Stored items
★ ★ ★
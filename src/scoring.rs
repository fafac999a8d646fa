//! Score awarded for a won game.

use tracing::instrument;

/// Points before any penalty or bonus.
pub const BASE_SCORE: i64 = 100;

/// Points lost per attempt, including the winning one.
pub const ATTEMPT_PENALTY: i64 = 10;

/// Lowest score a won game can award.
pub const MIN_SCORE: u32 = 10;

/// Computes the score for a game won on attempt `attempts` after `time_taken_secs`.
///
/// One bonus point is awarded per full ten seconds left on the clock.
#[instrument]
pub fn score(attempts: u32, time_taken_secs: u64, max_time_secs: u64) -> u32 {
    let remaining = max_time_secs as i64 - time_taken_secs as i64;
    let bonus = (remaining / 10).max(0);
    let raw = BASE_SCORE - i64::from(attempts) * ATTEMPT_PENALTY + bonus;
    raw.max(i64::from(MIN_SCORE)) as u32
}

#[cfg(test)]
mod tests {
    use super::*;
    use proptest::prelude::*;

    #[test]
    fn first_try_instant_win() {
        assert_eq!(score(1, 0, 120), 102);
    }

    #[test]
    fn bonus_rounds_down() {
        assert_eq!(score(4, 15, 120), 70);
        assert_eq!(score(4, 19, 120), 70);
        assert_eq!(score(4, 21, 120), 69);
    }

    #[test]
    fn late_win_earns_no_bonus() {
        assert_eq!(score(2, 120, 120), 80);
        assert_eq!(score(2, 300, 120), 80);
    }

    #[test]
    fn floor_is_ten() {
        assert_eq!(score(10, 120, 120), MIN_SCORE);
        assert_eq!(score(50, 0, 120), MIN_SCORE);
    }

    proptest! {
        #[test]
        fn never_below_floor(a in 0u32..1_000, t in 0u64..1_000) {
            prop_assert!(score(a, t, 120) >= MIN_SCORE);
        }

        #[test]
        fn more_attempts_never_help(a in 0u32..100, t in 0u64..200) {
            prop_assert!(score(a + 1, t, 120) <= score(a, t, 120));
        }

        #[test]
        fn faster_never_hurts(a in 0u32..100, t in 1u64..200) {
            prop_assert!(score(a, t - 1, 120) >= score(a, t, 120));
        }
    }
}
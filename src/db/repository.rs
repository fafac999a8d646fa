//! SQLite-backed game repository.

use async_trait::async_trait;
use diesel::connection::SimpleConnection;
use diesel::prelude::*;
use diesel_migrations::{EmbeddedMigrations, MigrationHarness, embed_migrations};
use tracing::{debug, info, instrument, warn};

use crate::db::{DbError, GameChangeset, GameRow, GuessRow, NewGuessRow, schema};
use crate::game::{GameId, GameSession};
use crate::store::{GameStore, GameUpdate, StoreError};

const MIGRATIONS: EmbeddedMigrations = embed_migrations!("migrations");

/// Outcome of a version-guarded update.
#[derive(Debug, Clone, Copy, PartialEq, Eq)]
pub enum UpdateOutcome {
    /// The update was written under the new version.
    Applied {
        /// Version after the write.
        version: u64,
    },
    /// The stored version no longer matched; nothing was written.
    Stale,
    /// No game with this identifier.
    Missing,
}

/// Database repository for game sessions and their guesses.
///
/// Opens a short-lived connection per call, so the path must name a file;
/// `":memory:"` would give every call its own empty database.
#[derive(Debug, Clone)]
pub struct GameRepository {
    db_path: String,
}

impl GameRepository {
    /// Creates a new repository for the database at the given path.
    ///
    /// # Errors
    ///
    /// Returns [`DbError`] if the path is empty.
    #[instrument(skip(db_path), fields(db_path = %db_path))]
    pub fn new(db_path: String) -> Result<Self, DbError> {
        if db_path.trim().is_empty() {
            return Err(DbError::new("Database path must not be empty"));
        }
        info!(path = %db_path, "Creating GameRepository");
        Ok(Self { db_path })
    }

    /// Establishes a database connection.
    #[instrument(skip(self))]
    fn connection(&self) -> Result<SqliteConnection, DbError> {
        debug!(path = %self.db_path, "Establishing connection");
        let mut conn = SqliteConnection::establish(&self.db_path).map_err(|e| {
            DbError::new(format!("Failed to connect to '{}': {}", self.db_path, e))
        })?;
        conn.batch_execute("PRAGMA busy_timeout = 5000; PRAGMA foreign_keys = ON;")?;
        Ok(conn)
    }

    /// Applies any pending schema migrations.
    ///
    /// # Errors
    ///
    /// Returns [`DbError`] if a migration fails.
    #[instrument(skip(self))]
    pub fn run_migrations(&self) -> Result<(), DbError> {
        let mut conn = self.connection()?;
        let applied = conn
            .run_pending_migrations(MIGRATIONS)
            .map_err(|e| DbError::new(format!("Migration failed: {}", e)))?;
        info!(count = applied.len(), "Migrations applied");
        Ok(())
    }

    /// Inserts a new game together with any guesses it already holds.
    ///
    /// # Errors
    ///
    /// Returns [`DbError`] if the identifier exists or a database error occurs.
    #[instrument(skip(self, session), fields(game_id = %session.id()))]
    pub fn insert_game(&self, session: &GameSession) -> Result<(), DbError> {
        debug!("Inserting game");
        let mut conn = self.connection()?;
        let row = GameRow::from_session(session)?;
        let guesses: Vec<NewGuessRow> = session
            .guesses()
            .iter()
            .map(|entry| NewGuessRow::from_entry(session.id(), entry))
            .collect();

        conn.transaction::<_, DbError, _>(|conn| {
            diesel::insert_into(schema::games::table)
                .values(&row)
                .execute(conn)?;
            if !guesses.is_empty() {
                diesel::insert_into(schema::guesses::table)
                    .values(&guesses)
                    .execute(conn)?;
            }
            Ok(())
        })?;

        info!(status = %session.status(), "Game inserted");
        Ok(())
    }

    /// Loads a game and its guess history. Returns `None` if not found.
    ///
    /// # Errors
    ///
    /// Returns [`DbError`] if a database error occurs or the row is malformed.
    #[instrument(skip(self), fields(game_id = %id))]
    pub fn find_game(&self, id: &GameId) -> Result<Option<GameSession>, DbError> {
        debug!("Looking up game");
        let mut conn = self.connection()?;

        let row = schema::games::table
            .find(id.as_str())
            .select(GameRow::as_select())
            .first(&mut conn)
            .optional()?;

        let Some(row) = row else {
            debug!("Game not found");
            return Ok(None);
        };

        let guesses = schema::guesses::table
            .filter(schema::guesses::game_id.eq(id.as_str()))
            .order(schema::guesses::id.asc())
            .select(GuessRow::as_select())
            .load(&mut conn)?;

        debug!(guesses = guesses.len(), "Game loaded");
        row.into_session(guesses).map(Some)
    }

    /// Applies `update` only if the stored version equals `expected_version`.
    ///
    /// Field changes, the version bump and the appended guess share one
    /// transaction.
    ///
    /// # Errors
    ///
    /// Returns [`DbError`] if a database error occurs.
    #[instrument(skip(self, update), fields(game_id = %id))]
    pub fn update_game(
        &self,
        id: &GameId,
        expected_version: u64,
        update: &GameUpdate,
    ) -> Result<UpdateOutcome, DbError> {
        debug!(expected_version, "Updating game");
        let mut conn = self.connection()?;
        let version = expected_version + 1;
        let changeset = GameChangeset::from_update(update, version)?;
        let stored_version = i64::try_from(expected_version).map_err(|_| {
            DbError::new(format!("Version {} exceeds the column range", expected_version))
        })?;

        let outcome = conn.transaction::<_, DbError, _>(|conn| {
            let affected = diesel::update(
                schema::games::table
                    .filter(schema::games::id.eq(id.as_str()))
                    .filter(schema::games::version.eq(stored_version)),
            )
            .set(&changeset)
            .execute(conn)?;

            if affected == 0 {
                let exists: i64 = schema::games::table
                    .filter(schema::games::id.eq(id.as_str()))
                    .count()
                    .get_result(conn)?;
                return Ok(if exists > 0 {
                    UpdateOutcome::Stale
                } else {
                    UpdateOutcome::Missing
                });
            }

            if let Some(entry) = &update.append_guess {
                diesel::insert_into(schema::guesses::table)
                    .values(&NewGuessRow::from_entry(id, entry))
                    .execute(conn)?;
            }
            Ok(UpdateOutcome::Applied { version })
        })?;

        match outcome {
            UpdateOutcome::Applied { version } => info!(version, "Game updated"),
            UpdateOutcome::Stale => warn!(expected_version, "Stale write rejected"),
            UpdateOutcome::Missing => warn!("Update for unknown game"),
        }
        Ok(outcome)
    }
}

#[async_trait]
impl GameStore for GameRepository {
    #[instrument(skip(self), fields(game_id = %id))]
    async fn get(&self, id: &GameId) -> Result<Option<GameSession>, StoreError> {
        let repo = self.clone();
        let id = id.clone();
        let game = tokio::task::spawn_blocking(move || repo.find_game(&id))
            .await
            .map_err(DbError::from)??;
        Ok(game)
    }

    #[instrument(skip(self, session), fields(game_id = %session.id()))]
    async fn put(&self, session: &GameSession) -> Result<(), StoreError> {
        let repo = self.clone();
        let session = session.clone();
        tokio::task::spawn_blocking(move || repo.insert_game(&session))
            .await
            .map_err(DbError::from)??;
        Ok(())
    }

    #[instrument(skip(self, update), fields(game_id = %id))]
    async fn update(
        &self,
        id: &GameId,
        expected_version: u64,
        update: GameUpdate,
    ) -> Result<u64, StoreError> {
        let repo = self.clone();
        let game_id = id.clone();
        let outcome =
            tokio::task::spawn_blocking(move || repo.update_game(&game_id, expected_version, &update))
                .await
                .map_err(DbError::from)??;

        match outcome {
            UpdateOutcome::Applied { version } => Ok(version),
            UpdateOutcome::Stale => Err(StoreError::Conflict {
                game_id: id.clone(),
                expected_version,
            }),
            UpdateOutcome::Missing => Err(StoreError::Missing(id.clone())),
        }
    }
}
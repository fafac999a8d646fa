//! Pictionary - Unified CLI
//!
//! Game server, terminal client and catalog listing.

#![warn(missing_docs)]

mod cli;

use std::path::PathBuf;
use std::sync::Arc;

use anyhow::Result;
use clap::Parser;
use cli::{Cli, Command};
use pictionary::{
    AppConfig, AppState, DrawingProvider, GAME_WORDS, GameEngine, GameRepository, GameStore,
    LlmClient, LlmDrawingProvider, MemoryGameStore, PlaceholderDrawing, category_of,
};
use tracing::{info, instrument, warn};
use tracing_subscriber::{EnvFilter, layer::SubscriberExt, util::SubscriberInitExt};

/// Database URL selecting the process-local store.
const IN_MEMORY_URL: &str = ":memory:";

#[tokio::main]
async fn main() -> Result<()> {
    // Load .env file
    dotenvy::dotenv().ok();

    tracing_subscriber::registry()
        .with(
            EnvFilter::try_from_default_env()
                .unwrap_or_else(|_| EnvFilter::new("info,pictionary=debug")),
        )
        .with(tracing_subscriber::fmt::layer())
        .init();

    let cli = Cli::parse();

    match cli.command {
        Command::Serve {
            config,
            host,
            port,
            database_url,
        } => run_server(config, host, port, database_url).await,
        Command::Play { server_url } => pictionary::run_play(server_url).await,
        Command::Words => {
            print_words();
            Ok(())
        }
    }
}

/// Run the HTTP game server
#[instrument(skip_all, fields(config_path = %config_path.display()))]
async fn run_server(
    config_path: PathBuf,
    host: Option<String>,
    port: Option<u16>,
    database_url: Option<String>,
) -> Result<()> {
    let mut config = AppConfig::load(Some(config_path.as_path()))?;
    config.set_listen(host, port);
    if let Some(url) = database_url {
        config.set_database_url(url);
    }

    let store = open_store(config.database().url())?;
    let drawing = build_drawing_provider(&config)?;

    let engine = GameEngine::new(store, drawing).with_settings(config.game_settings());
    info!(
        max_attempts = engine.settings().max_attempts(),
        time_limit_secs = engine.settings().time_limit_secs(),
        "Engine ready"
    );

    pictionary::serve(
        config.server().host(),
        *config.server().port(),
        AppState::new(engine),
    )
    .await
}

/// Opens the configured game store, migrating SQLite files.
#[instrument]
fn open_store(url: &str) -> Result<Arc<dyn GameStore>> {
    if url == IN_MEMORY_URL {
        warn!("Using in-memory store; games are lost on restart");
        return Ok(Arc::new(MemoryGameStore::new()));
    }

    let repository = GameRepository::new(url.to_string())?;
    repository.run_migrations()?;
    info!(path = %url, "SQLite store ready");
    Ok(Arc::new(repository))
}

/// Chooses the drawing provider from config.
#[instrument(skip(config))]
fn build_drawing_provider(config: &AppConfig) -> Result<Arc<dyn DrawingProvider>> {
    let options = config.drawing_options();
    match config.create_llm_config()? {
        Some(llm_config) => Ok(Arc::new(LlmDrawingProvider::new(
            LlmClient::new(llm_config),
            options,
        ))),
        None => {
            info!("Using placeholder drawings");
            Ok(Arc::new(PlaceholderDrawing::new(options)))
        }
    }
}

fn print_words() {
    for word in GAME_WORDS {
        println!("{:<12} {}", word, category_of(word));
    }
}
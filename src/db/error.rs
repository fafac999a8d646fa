//! Database error types.

use derive_more::{Display, Error};
use tracing::{error, instrument};

/// Database error with location tracking.
#[derive(Debug, Clone, Display, Error)]
#[display("Database error: {} at {}:{}", message, file, line)]
pub struct DbError {
    /// Error message.
    pub message: String,
    /// Line number where error occurred.
    pub line: u32,
    /// Source file where error occurred.
    pub file: &'static str,
}

impl DbError {
    /// Creates a new database error with caller location tracking.
    #[track_caller]
    #[instrument(skip(message))]
    pub fn new(message: impl Into<String>) -> Self {
        let loc = std::panic::Location::caller();
        let message = message.into();
        error!(error_message = %message, "Database error created");
        Self {
            message,
            line: loc.line(),
            file: loc.file(),
        }
    }
}

impl From<diesel::result::Error> for DbError {
    #[track_caller]
    fn from(err: diesel::result::Error) -> Self {
        Self::new(format!("Diesel error: {}", err))
    }
}

impl From<diesel::ConnectionError> for DbError {
    #[track_caller]
    fn from(err: diesel::ConnectionError) -> Self {
        Self::new(format!("Connection error: {}", err))
    }
}

impl From<tokio::task::JoinError> for DbError {
    #[track_caller]
    fn from(err: tokio::task::JoinError) -> Self {
        Self::new(format!("Blocking database task failed: {}", err))
    }
}
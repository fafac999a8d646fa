//! HTTP client for the game API and a line-based terminal front end.

use anyhow::{Context, Result};
use serde::de::DeserializeOwned;
use std::path::{Path, PathBuf};
use tokio::io::{AsyncBufReadExt, BufReader};
use tracing::{debug, info, instrument};

use crate::game::{GameId, GameStatus, Rendering};
use crate::server::{ErrorResponse, GuessRequest};
use crate::views::{GameStateView, GuessResponse, HistoryView, NewGameView};

/// Typed client for a running game server.
#[derive(Debug, Clone)]
pub struct GameClient {
    base_url: String,
    client: reqwest::Client,
}

impl GameClient {
    /// Creates a client for the server at `base_url`.
    #[instrument]
    pub fn new(base_url: String) -> Self {
        info!("Creating game client");
        Self {
            base_url: base_url.trim_end_matches('/').to_string(),
            client: reqwest::Client::new(),
        }
    }

    /// Starts a new game.
    #[instrument(skip(self))]
    pub async fn create_game(&self) -> Result<NewGameView> {
        let response = self
            .client
            .post(format!("{}/api/game/create", self.base_url))
            .send()
            .await?;
        Self::decode(response).await
    }

    /// Fetches the current state of a game.
    #[instrument(skip(self), fields(game_id = %id))]
    pub async fn game_state(&self, id: &GameId) -> Result<GameStateView> {
        let response = self
            .client
            .get(format!("{}/api/game/{}", self.base_url, id))
            .send()
            .await?;
        Self::decode(response).await
    }

    /// Submits a guess.
    #[instrument(skip(self, guess), fields(game_id = %id))]
    pub async fn guess(&self, id: &GameId, guess: &str) -> Result<GuessResponse> {
        let request = GuessRequest {
            game_id: id.clone(),
            guess: guess.to_string(),
        };
        let response = self
            .client
            .post(format!("{}/api/game/guess", self.base_url))
            .json(&request)
            .send()
            .await?;
        Self::decode(response).await
    }

    /// Fetches the guess history of a game.
    #[instrument(skip(self), fields(game_id = %id))]
    pub async fn history(&self, id: &GameId) -> Result<HistoryView> {
        let response = self
            .client
            .get(format!("{}/api/game/{}/history", self.base_url, id))
            .send()
            .await?;
        Self::decode(response).await
    }

    async fn decode<T: DeserializeOwned>(response: reqwest::Response) -> Result<T> {
        let status = response.status();
        let body = response.text().await?;
        debug!(status = %status, length = body.len(), "Got response");

        if !status.is_success() {
            let detail = serde_json::from_str::<ErrorResponse>(&body)
                .map(|e| e.detail)
                .unwrap_or(body);
            anyhow::bail!("{} ({})", detail, status);
        }
        serde_json::from_str(&body).context("Unexpected response body")
    }
}

/// Plays one game interactively on stdin/stdout.
///
/// Each input line is a guess. `:state` shows time and hint, `:history`
/// lists guesses so far, `:quit` leaves the game.
#[instrument]
pub async fn run_play(server_url: String) -> Result<()> {
    let client = GameClient::new(server_url);
    let game = client.create_game().await?;
    let id = game.game_id.clone();

    let drawing_path = save_drawing(&std::env::temp_dir(), &id, &game.drawing).await?;

    println!("New game {}", id);
    println!("Drawing saved to {}", drawing_path.display());
    println!(
        "You have {} attempts and {} seconds. Type a guess, or :state, :history, :quit.",
        game.max_attempts, game.time_limit
    );

    let mut lines = BufReader::new(tokio::io::stdin()).lines();
    while let Some(line) = lines.next_line().await? {
        let input = line.trim();
        match input {
            "" => continue,
            ":quit" => break,
            ":state" => {
                let state = client.game_state(&id).await?;
                print_state(&state);
                if state.status.is_terminal() {
                    break;
                }
            }
            ":history" => {
                let history = client.history(&id).await?;
                for (n, entry) in history.guesses.iter().enumerate() {
                    let mark = if *entry.was_correct() { "correct" } else { "wrong" };
                    println!("{:>2}. {} ({})", n + 1, entry.text(), mark);
                }
            }
            guess => match client.guess(&id, guess).await {
                Ok(outcome) => {
                    println!("{}", outcome.message);
                    if let Some(hint) = &outcome.hint {
                        println!("Hint: {}", hint);
                    }
                    if let Some(score) = outcome.score {
                        println!("Score: {}", score);
                    }
                    if outcome.status != GameStatus::Active {
                        break;
                    }
                }
                Err(e) => {
                    println!("{}", e);
                    let state = client.game_state(&id).await?;
                    if state.status.is_terminal() {
                        print_state(&state);
                        break;
                    }
                }
            },
        }
    }

    Ok(())
}

/// Writes the drawing to `dir` as `pictionary-{id}.svg` and returns the path.
#[instrument(skip(drawing))]
async fn save_drawing(dir: &Path, id: &GameId, drawing: &Rendering) -> Result<PathBuf> {
    let path = dir.join(format!("pictionary-{}.svg", id));
    tokio::fs::write(&path, drawing.as_str())
        .await
        .with_context(|| format!("Failed to write drawing to {}", path.display()))?;
    debug!(path = %path.display(), "Drawing saved");
    Ok(path)
}

fn print_state(state: &GameStateView) {
    println!(
        "Status: {} | attempts {}/{} | {}s left",
        state.status, state.attempts, state.max_attempts, state.time_left
    );
    if let Some(hint) = &state.hint {
        println!("Hint: {}", hint);
    }
    if let Some(word) = &state.word {
        println!("The word was '{}'", word);
    }
}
★ ★ ★
- [What to do]
Which lines of the data contain the string "println"? Copy each of them.

- [Task output]
        println!("{:<12} {}", word, category_of(word));
    println!("New game {}", id);
    println!("Drawing saved to {}", drawing_path.display());
    println!(
                    println!("{:>2}. {} ({})", n + 1, entry.text(), mark);
                    println!("{}", outcome.message);
                        println!("Hint: {}", hint);
                        println!("Score: {}", score);
                    println!("{}", e);
    println!(
        println!("Hint: {}", hint);
        println!("The word was '{}'", word);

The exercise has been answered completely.